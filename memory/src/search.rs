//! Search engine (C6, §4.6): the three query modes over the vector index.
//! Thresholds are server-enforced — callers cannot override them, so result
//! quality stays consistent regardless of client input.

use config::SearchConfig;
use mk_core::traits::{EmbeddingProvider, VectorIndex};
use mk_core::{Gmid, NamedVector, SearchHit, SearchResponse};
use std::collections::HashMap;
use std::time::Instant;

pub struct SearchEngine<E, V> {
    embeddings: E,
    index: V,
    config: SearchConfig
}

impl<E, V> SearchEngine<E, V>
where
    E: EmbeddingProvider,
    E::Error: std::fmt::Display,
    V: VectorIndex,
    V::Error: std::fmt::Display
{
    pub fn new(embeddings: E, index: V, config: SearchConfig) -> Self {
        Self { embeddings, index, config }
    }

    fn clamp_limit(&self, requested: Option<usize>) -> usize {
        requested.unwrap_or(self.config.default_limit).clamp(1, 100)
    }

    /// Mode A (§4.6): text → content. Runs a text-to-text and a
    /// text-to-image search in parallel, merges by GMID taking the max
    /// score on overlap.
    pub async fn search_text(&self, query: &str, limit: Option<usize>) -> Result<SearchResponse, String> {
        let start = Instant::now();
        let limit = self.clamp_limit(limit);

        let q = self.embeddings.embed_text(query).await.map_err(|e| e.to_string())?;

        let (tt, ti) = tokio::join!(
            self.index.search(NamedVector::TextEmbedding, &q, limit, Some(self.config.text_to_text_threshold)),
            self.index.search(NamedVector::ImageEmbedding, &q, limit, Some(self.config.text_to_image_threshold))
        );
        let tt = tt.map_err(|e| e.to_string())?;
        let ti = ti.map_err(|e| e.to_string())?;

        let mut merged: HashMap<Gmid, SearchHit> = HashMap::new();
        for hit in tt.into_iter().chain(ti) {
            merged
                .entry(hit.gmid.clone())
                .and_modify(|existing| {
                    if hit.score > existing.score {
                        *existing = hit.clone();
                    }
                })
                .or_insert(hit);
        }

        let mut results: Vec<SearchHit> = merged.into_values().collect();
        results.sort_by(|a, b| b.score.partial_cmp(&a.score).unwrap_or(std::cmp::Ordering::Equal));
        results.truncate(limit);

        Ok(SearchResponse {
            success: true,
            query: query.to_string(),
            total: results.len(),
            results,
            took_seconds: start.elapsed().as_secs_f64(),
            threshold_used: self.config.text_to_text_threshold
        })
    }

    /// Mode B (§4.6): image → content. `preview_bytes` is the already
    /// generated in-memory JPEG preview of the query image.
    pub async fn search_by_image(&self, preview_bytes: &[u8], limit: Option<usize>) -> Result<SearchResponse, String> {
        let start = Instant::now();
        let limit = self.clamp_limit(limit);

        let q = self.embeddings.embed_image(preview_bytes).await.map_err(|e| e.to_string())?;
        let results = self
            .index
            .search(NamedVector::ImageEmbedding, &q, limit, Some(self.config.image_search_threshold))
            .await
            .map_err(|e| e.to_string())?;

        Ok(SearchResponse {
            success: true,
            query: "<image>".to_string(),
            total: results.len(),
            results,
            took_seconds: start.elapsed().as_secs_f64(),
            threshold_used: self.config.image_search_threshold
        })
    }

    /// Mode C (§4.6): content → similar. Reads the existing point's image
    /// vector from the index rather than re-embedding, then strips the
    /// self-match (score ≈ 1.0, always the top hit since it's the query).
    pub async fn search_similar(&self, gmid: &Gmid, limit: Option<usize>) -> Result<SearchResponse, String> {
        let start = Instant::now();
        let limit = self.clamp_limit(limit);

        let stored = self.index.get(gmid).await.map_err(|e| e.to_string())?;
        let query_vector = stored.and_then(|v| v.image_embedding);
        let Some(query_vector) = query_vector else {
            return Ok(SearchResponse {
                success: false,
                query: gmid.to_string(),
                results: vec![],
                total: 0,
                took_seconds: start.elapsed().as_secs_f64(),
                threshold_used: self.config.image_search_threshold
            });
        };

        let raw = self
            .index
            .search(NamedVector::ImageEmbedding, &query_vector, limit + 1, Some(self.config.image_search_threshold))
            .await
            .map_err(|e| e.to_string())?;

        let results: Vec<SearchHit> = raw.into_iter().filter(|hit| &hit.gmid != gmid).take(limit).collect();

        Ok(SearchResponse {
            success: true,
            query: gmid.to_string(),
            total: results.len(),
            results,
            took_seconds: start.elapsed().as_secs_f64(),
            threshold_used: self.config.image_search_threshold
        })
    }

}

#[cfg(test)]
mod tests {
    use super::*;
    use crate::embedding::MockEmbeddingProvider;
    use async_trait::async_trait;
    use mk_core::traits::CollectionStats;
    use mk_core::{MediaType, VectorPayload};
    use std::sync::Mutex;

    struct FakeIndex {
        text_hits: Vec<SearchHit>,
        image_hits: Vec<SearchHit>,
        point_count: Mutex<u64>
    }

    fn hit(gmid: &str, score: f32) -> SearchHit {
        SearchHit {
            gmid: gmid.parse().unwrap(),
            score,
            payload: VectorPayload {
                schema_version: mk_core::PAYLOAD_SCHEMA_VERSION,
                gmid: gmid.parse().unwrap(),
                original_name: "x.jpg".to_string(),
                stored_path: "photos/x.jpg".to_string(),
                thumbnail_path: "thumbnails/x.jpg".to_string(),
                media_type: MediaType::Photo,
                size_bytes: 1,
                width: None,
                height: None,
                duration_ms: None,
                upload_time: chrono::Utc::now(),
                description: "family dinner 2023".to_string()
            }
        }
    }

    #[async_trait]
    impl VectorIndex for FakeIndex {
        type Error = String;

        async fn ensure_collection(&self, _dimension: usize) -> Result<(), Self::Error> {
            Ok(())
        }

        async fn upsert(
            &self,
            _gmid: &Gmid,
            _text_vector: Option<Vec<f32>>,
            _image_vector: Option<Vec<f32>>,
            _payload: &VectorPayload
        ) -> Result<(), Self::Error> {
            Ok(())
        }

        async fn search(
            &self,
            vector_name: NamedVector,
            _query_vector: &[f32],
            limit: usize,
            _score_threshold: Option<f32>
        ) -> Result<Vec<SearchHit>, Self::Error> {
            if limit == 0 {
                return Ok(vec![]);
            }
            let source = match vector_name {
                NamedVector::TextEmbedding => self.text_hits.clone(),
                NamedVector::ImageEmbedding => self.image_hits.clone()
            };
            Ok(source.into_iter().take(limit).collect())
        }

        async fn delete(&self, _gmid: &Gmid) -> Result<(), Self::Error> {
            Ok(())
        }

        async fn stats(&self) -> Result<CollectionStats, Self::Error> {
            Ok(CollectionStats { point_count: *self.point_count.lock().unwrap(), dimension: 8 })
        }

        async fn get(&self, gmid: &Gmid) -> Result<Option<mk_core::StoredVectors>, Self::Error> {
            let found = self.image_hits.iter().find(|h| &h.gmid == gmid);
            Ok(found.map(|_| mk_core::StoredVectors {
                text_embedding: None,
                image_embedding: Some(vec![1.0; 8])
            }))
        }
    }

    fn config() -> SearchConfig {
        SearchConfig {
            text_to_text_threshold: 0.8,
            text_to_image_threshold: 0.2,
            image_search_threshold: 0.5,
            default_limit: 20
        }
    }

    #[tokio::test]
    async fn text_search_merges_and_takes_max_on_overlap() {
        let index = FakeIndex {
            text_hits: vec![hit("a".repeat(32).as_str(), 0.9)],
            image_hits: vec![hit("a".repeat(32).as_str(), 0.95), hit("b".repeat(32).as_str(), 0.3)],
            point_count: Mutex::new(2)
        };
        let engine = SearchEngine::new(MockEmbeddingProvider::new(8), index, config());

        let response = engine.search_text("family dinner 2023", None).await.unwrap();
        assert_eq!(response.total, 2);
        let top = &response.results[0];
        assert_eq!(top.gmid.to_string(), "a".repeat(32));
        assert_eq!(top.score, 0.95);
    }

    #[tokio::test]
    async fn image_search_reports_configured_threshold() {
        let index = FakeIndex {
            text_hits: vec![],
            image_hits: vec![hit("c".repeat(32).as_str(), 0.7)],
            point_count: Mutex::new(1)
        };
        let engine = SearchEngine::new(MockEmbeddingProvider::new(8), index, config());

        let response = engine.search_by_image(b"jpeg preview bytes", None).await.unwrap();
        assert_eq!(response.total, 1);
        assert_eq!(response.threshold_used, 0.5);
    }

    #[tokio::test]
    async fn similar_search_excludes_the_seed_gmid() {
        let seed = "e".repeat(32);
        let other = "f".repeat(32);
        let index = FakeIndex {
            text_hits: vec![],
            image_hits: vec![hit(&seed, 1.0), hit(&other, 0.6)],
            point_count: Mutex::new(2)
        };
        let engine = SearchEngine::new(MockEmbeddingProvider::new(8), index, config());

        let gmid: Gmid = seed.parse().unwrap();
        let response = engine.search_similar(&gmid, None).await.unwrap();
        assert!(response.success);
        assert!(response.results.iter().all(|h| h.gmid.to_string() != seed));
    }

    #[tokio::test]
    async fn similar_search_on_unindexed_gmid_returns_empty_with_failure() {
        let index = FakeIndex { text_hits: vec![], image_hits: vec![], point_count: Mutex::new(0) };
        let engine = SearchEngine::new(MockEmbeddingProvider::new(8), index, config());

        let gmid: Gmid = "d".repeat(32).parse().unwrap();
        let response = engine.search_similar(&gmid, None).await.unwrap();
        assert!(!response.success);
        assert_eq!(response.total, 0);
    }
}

Task instructions:
Throughout the material above, count each line holding "embeddings" and answer with the total alone.

Answer to the exercise:
5